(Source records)

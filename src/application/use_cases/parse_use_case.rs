// Copyright (c) 2025 Kirky.X
//
// Licensed under the MIT License
// See LICENSE file in the project root for full license information.

use crate::domain::models::block::Block;
use crate::domain::models::operation::{Operation, OperationStatus};
use crate::domain::repositories::block_repository::BlockRepository;
use crate::domain::repositories::operation_repository::{OperationRepository, RepositoryError};
use crate::infrastructure::metrics::{OPERATIONS_FAILED, OPERATIONS_SUBMITTED};
use crate::queue::job_queue::{JobQueue, ParseJob, QueueError};
use metrics::counter;
use std::sync::Arc;
use thiserror::Error;
use tracing::{error, info, warn};
use url::Url;
use uuid::Uuid;

#[derive(Error, Debug)]
pub enum SubmitError {
    #[error("Invalid URL {url}: {reason}")]
    InvalidUrl { url: String, reason: String },
    #[error("Job queue is full, operation {operation_id} marked as error")]
    QueueFull { operation_id: Uuid },
    #[error("Job queue is closed, operation {operation_id} marked as error")]
    QueueClosed { operation_id: Uuid },
    #[error("Repository error: {0}")]
    Repository(#[from] RepositoryError),
}

/// 解析用例
///
/// 负责提交解析操作与查询操作结果，提交后立即返回，不等待流水线完成
pub struct ParseUseCase<O, B, Q>
where
    O: OperationRepository + 'static,
    B: BlockRepository + 'static,
    Q: JobQueue + ?Sized + 'static,
{
    operations: Arc<O>,
    blocks: Arc<B>,
    queue: Arc<Q>,
}

impl<O, B, Q> ParseUseCase<O, B, Q>
where
    O: OperationRepository + 'static,
    B: BlockRepository + 'static,
    Q: JobQueue + ?Sized + 'static,
{
    pub fn new(operations: Arc<O>, blocks: Arc<B>, queue: Arc<Q>) -> Self {
        Self {
            operations,
            blocks,
            queue,
        }
    }

    /// 提交解析操作
    ///
    /// # 参数
    ///
    /// * `url` - 要解析的页面URL，须为 http/https
    ///
    /// # 返回值
    ///
    /// * `Ok(Operation)` - 处于 `processing` 状态的操作
    /// * `Err(SubmitError)` - URL无效、队列不可用或存储失败
    pub async fn submit(&self, url: &str) -> Result<Operation, SubmitError> {
        validate_url(url)?;

        let operation = self.operations.create(url).await?;
        let operation = self
            .operations
            .update_status(operation.id, OperationStatus::Processing)
            .await?;

        let job = ParseJob {
            operation_id: operation.id,
            url: operation.url.clone(),
        };

        if let Err(e) = self.queue.try_enqueue(job) {
            warn!(operation_id = %operation.id, "Failed to enqueue parse job: {}", e);
            if let Err(err) = self
                .operations
                .update_status(operation.id, OperationStatus::Error)
                .await
            {
                error!(operation_id = %operation.id, "Failed to mark operation as error: {}", err);
            }
            counter!(OPERATIONS_FAILED).increment(1);

            return Err(match e {
                QueueError::Full => SubmitError::QueueFull {
                    operation_id: operation.id,
                },
                QueueError::Closed => SubmitError::QueueClosed {
                    operation_id: operation.id,
                },
            });
        }

        counter!(OPERATIONS_SUBMITTED).increment(1);
        info!(operation_id = %operation.id, url = %operation.url, "Parse operation submitted");
        Ok(operation)
    }

    /// 查询操作及其按顺序排列的块
    ///
    /// # 返回值
    ///
    /// * `Ok((Operation, Vec<Block>))` - 操作与块
    /// * `Err(RepositoryError::NotFound)` - 操作不存在
    pub async fn get_operation_result(
        &self,
        id: Uuid,
    ) -> Result<(Operation, Vec<Block>), RepositoryError> {
        let operation = self
            .operations
            .find_by_id(id)
            .await?
            .ok_or(RepositoryError::NotFound)?;
        let blocks = self.blocks.list_by_operation(id).await?;
        Ok((operation, blocks))
    }
}

fn validate_url(url: &str) -> Result<(), SubmitError> {
    let invalid = |reason: String| SubmitError::InvalidUrl {
        url: url.to_string(),
        reason,
    };

    let parsed = Url::parse(url).map_err(|e| invalid(e.to_string()))?;
    match parsed.scheme() {
        "http" | "https" if parsed.host_str().is_some() => Ok(()),
        "http" | "https" => Err(invalid("missing host".to_string())),
        scheme => Err(invalid(format!("unsupported scheme {}", scheme))),
    }
}

#[cfg(test)]
#[path = "parse_use_case_test.rs"]
mod tests;
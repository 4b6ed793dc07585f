// Copyright (c) 2025 Kirky.X
//
// Licensed under the MIT License
// See LICENSE file in the project root for full license information.

use tracing_subscriber::{layer::SubscriberExt, util::SubscriberInitExt, EnvFilter};

const DEFAULT_FILTER: &str = "info,pageblocks=debug";

/// 构建日志过滤器，优先使用 `RUST_LOG`
pub fn env_filter() -> EnvFilter {
    EnvFilter::try_from_default_env().unwrap_or_else(|_| DEFAULT_FILTER.into())
}

/// 初始化全局日志订阅器
///
/// `LOG_FORMAT=json` 时输出 JSON 格式日志
pub fn init_telemetry() {
    let registry = tracing_subscriber::registry().with(env_filter());

    if std::env::var("LOG_FORMAT").is_ok_and(|v| v.eq_ignore_ascii_case("json")) {
        registry.with(tracing_subscriber::fmt::layer().json()).init();
    } else {
        registry.with(tracing_subscriber::fmt::layer()).init();
    }
}
mod rule_override_test;
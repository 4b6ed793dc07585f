// Copyright 2025 Kirky.X
//
// Licensed under the Apache License, Version 2.0 (the "License");
// you may not use this file except in compliance with the License.
// You may obtain a copy of the License at
//
//     http://www.apache.org/licenses/LICENSE-2.0
//
// Unless required by applicable law or agreed to in writing, software
// distributed under the License is distributed on an "AS IS" BASIS,
// WITHOUT WARRANTIES OR CONDITIONS OF ANY KIND, either express or implied.
// See the License for the specific language governing permissions and
// limitations under the License.

use crate::engines::traits::{RenderError, Renderer};
use async_trait::async_trait;
use std::time::{Duration, Instant};
use tracing::debug;

/// HTTP渲染器
///
/// 基于reqwest直接获取页面源码，不执行JavaScript
pub struct HttpRenderer {
    client: reqwest::Client,
}

impl HttpRenderer {
    /// 创建新的HTTP渲染器
    ///
    /// # 参数
    ///
    /// * `user_agent` - 请求使用的 User-Agent
    /// * `timeout` - 请求超时时间
    pub fn new(user_agent: &str, timeout: Duration) -> Result<Self, RenderError> {
        let client = reqwest::Client::builder()
            .user_agent(user_agent)
            .timeout(timeout)
            .cookie_store(true)
            .build()?;
        Ok(Self { client })
    }
}

#[async_trait]
impl Renderer for HttpRenderer {
    /// 获取页面源码
    ///
    /// # 参数
    ///
    /// * `url` - 页面URL
    ///
    /// # 返回值
    ///
    /// * `Ok(String)` - 页面HTML
    /// * `Err(RenderError)` - 请求失败或非2xx状态码
    async fn render(&self, url: &str) -> Result<String, RenderError> {
        let start = Instant::now();
        let response = self.client.get(url).send().await?;

        let status = response.status();
        if !status.is_success() {
            return Err(RenderError::Status(status.as_u16()));
        }

        let content = response.text().await?;
        debug!(
            url,
            bytes = content.len(),
            elapsed_ms = start.elapsed().as_millis() as u64,
            "Page fetched"
        );
        Ok(content)
    }

    fn name(&self) -> &'static str {
        "http"
    }
}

# What to produce:
Starting from the line containing "let content = response.text().await?;" and ending with the final line of the data, reproduce each line exactly as it appears, including no other lines.

# The answer:
        let content = response.text().await?;
        debug!(
            url,
            bytes = content.len(),
            elapsed_ms = start.elapsed().as_millis() as u64,
            "Page fetched"
        );
        Ok(content)
    }

    fn name(&self) -> &'static str {
        "http"
    }
}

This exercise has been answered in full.